### Task brief
Could you say how many lines in the records include "fixed"? Please give the number by itself.

### Input records
--- --- ---
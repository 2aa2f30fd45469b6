//! WireGuard device and peer management.
//!
//! Link creation and removal use RTNetlink (`RTM_NEWLINK` with kind
//! `wireguard`). Keys, listen port and peers are configured through the
//! `wireguard` Generic Netlink family.
//!
//! [`WgManager`] is the entry point. The lower layers are public for callers
//! that need the raw kernel view:
//!
//! ```ignore
//! use wgnet::Config;
//! use wgnet::wireguard::WireguardConnection;
//!
//! let wg = WireguardConnection::new(&Config::default())?;
//! let device = wg.get_device("wg0")?;
//! for peer in &device.peers {
//!     println!("{:?} {:?}", peer.endpoint, peer.allowed_ips);
//! }
//! ```

mod connection;
pub mod keys;
pub mod link;
mod manager;
mod types;

pub use connection::WireguardConnection;
pub use manager::{WgManager, WireguardAdapter};
pub use types::{
    WG_KEY_LEN, WgAllowedIp, WgDevice, WgDeviceBuilder, WgPeer, WgPeerBuilder, WgPeerFlag,
    parse_timespec,
};

/// WireGuard Generic Netlink family name.
pub const WG_GENL_NAME: &str = "wireguard";

/// WireGuard Generic Netlink version.
pub const WG_GENL_VERSION: u8 = 1;

/// Link kind reported in `IFLA_INFO_KIND`.
pub const WG_LINK_KIND: &str = "wireguard";

/// WireGuard GENL commands.
#[repr(u8)]
#[derive(Debug, Clone, Copy, PartialEq, Eq)]
pub enum WgCmd {
    GetDevice = 0,
    SetDevice = 1,
}

/// WireGuard device attributes (WGDEVICE_A_*).
#[repr(u16)]
#[derive(Debug, Clone, Copy, PartialEq, Eq)]
pub enum WgDeviceAttr {
    Unspec = 0,
    Ifindex = 1,
    Ifname = 2,
    PrivateKey = 3,
    PublicKey = 4,
    Flags = 5,
    ListenPort = 6,
    Fwmark = 7,
    Peers = 8,
}

/// WireGuard peer attributes (WGPEER_A_*).
#[repr(u16)]
#[derive(Debug, Clone, Copy, PartialEq, Eq)]
pub enum WgPeerAttr {
    Unspec = 0,
    PublicKey = 1,
    PresharedKey = 2,
    Flags = 3,
    Endpoint = 4,
    PersistentKeepalive = 5,
    LastHandshake = 6,
    RxBytes = 7,
    TxBytes = 8,
    AllowedIps = 9,
    ProtocolVersion = 10,
}

/// Allowed-IP attributes (WGALLOWEDIP_A_*).
#[repr(u16)]
#[derive(Debug, Clone, Copy, PartialEq, Eq)]
pub enum WgAllowedIpAttr {
    Unspec = 0,
    Family = 1,
    IpAddr = 2,
    CidrMask = 3,
}

//! RTNetlink family headers and attribute identifiers.

use zerocopy::{FromBytes, Immutable, IntoBytes, KnownLayout};

use super::error::Result;
use super::message::ref_prefix;

/// `struct ifaddrmsg`, the fixed header of `RTM_*ADDR` messages.
#[repr(C)]
#[derive(Debug, Clone, Copy, Default, FromBytes, IntoBytes, Immutable, KnownLayout)]
pub struct IfAddrMsg {
    pub ifa_family: u8,
    pub ifa_prefixlen: u8,
    /// Low 8 bits of `IFA_F_*`.
    pub ifa_flags: u8,
    pub ifa_scope: u8,
    pub ifa_index: u32,
}

impl IfAddrMsg {
    pub const SIZE: usize = size_of::<Self>();

    pub fn new() -> Self {
        Self::default()
    }

    pub fn with_family(mut self, family: u8) -> Self {
        self.ifa_family = family;
        self
    }

    pub fn with_prefixlen(mut self, prefixlen: u8) -> Self {
        self.ifa_prefixlen = prefixlen;
        self
    }

    pub fn with_flags(mut self, flags: u8) -> Self {
        self.ifa_flags = flags;
        self
    }

    pub fn with_scope(mut self, scope: u8) -> Self {
        self.ifa_scope = scope;
        self
    }

    pub fn with_index(mut self, index: u32) -> Self {
        self.ifa_index = index;
        self
    }

    pub fn from_bytes(data: &[u8]) -> Result<&Self> {
        ref_prefix(data)
    }
}

/// `IFA_*`.
#[repr(u16)]
#[derive(Debug, Clone, Copy, PartialEq, Eq)]
pub enum IfaAttr {
    Unspec = 0,
    Address = 1,
    Local = 2,
}

pub mod ifa_flags {
    pub const PERMANENT: u8 = 0x80;
}

/// `struct ifinfomsg`, the fixed header of `RTM_*LINK` messages.
#[repr(C)]
#[derive(Debug, Clone, Copy, Default, FromBytes, IntoBytes, Immutable, KnownLayout)]
pub struct IfInfoMsg {
    pub ifi_family: u8,
    pub __ifi_pad: u8,
    pub ifi_type: u16,
    pub ifi_index: i32,
    pub ifi_flags: u32,
    pub ifi_change: u32,
}

impl IfInfoMsg {
    pub const SIZE: usize = size_of::<Self>();

    pub fn new() -> Self {
        Self::default()
    }

    pub fn with_index(mut self, index: i32) -> Self {
        self.ifi_index = index;
        self
    }

    pub fn from_bytes(data: &[u8]) -> Result<&Self> {
        ref_prefix(data)
    }
}

/// `IFLA_*` used for WireGuard links.
#[repr(u16)]
#[derive(Debug, Clone, Copy, PartialEq, Eq)]
pub enum IflaAttr {
    Unspec = 0,
    Ifname = 3,
    Linkinfo = 18,
}

/// Nested inside `IFLA_LINKINFO`.
#[repr(u16)]
#[derive(Debug, Clone, Copy, PartialEq, Eq)]
pub enum IflaInfo {
    Unspec = 0,
    Kind = 1,
    Data = 2,
}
--- --- ---
### Answer below
2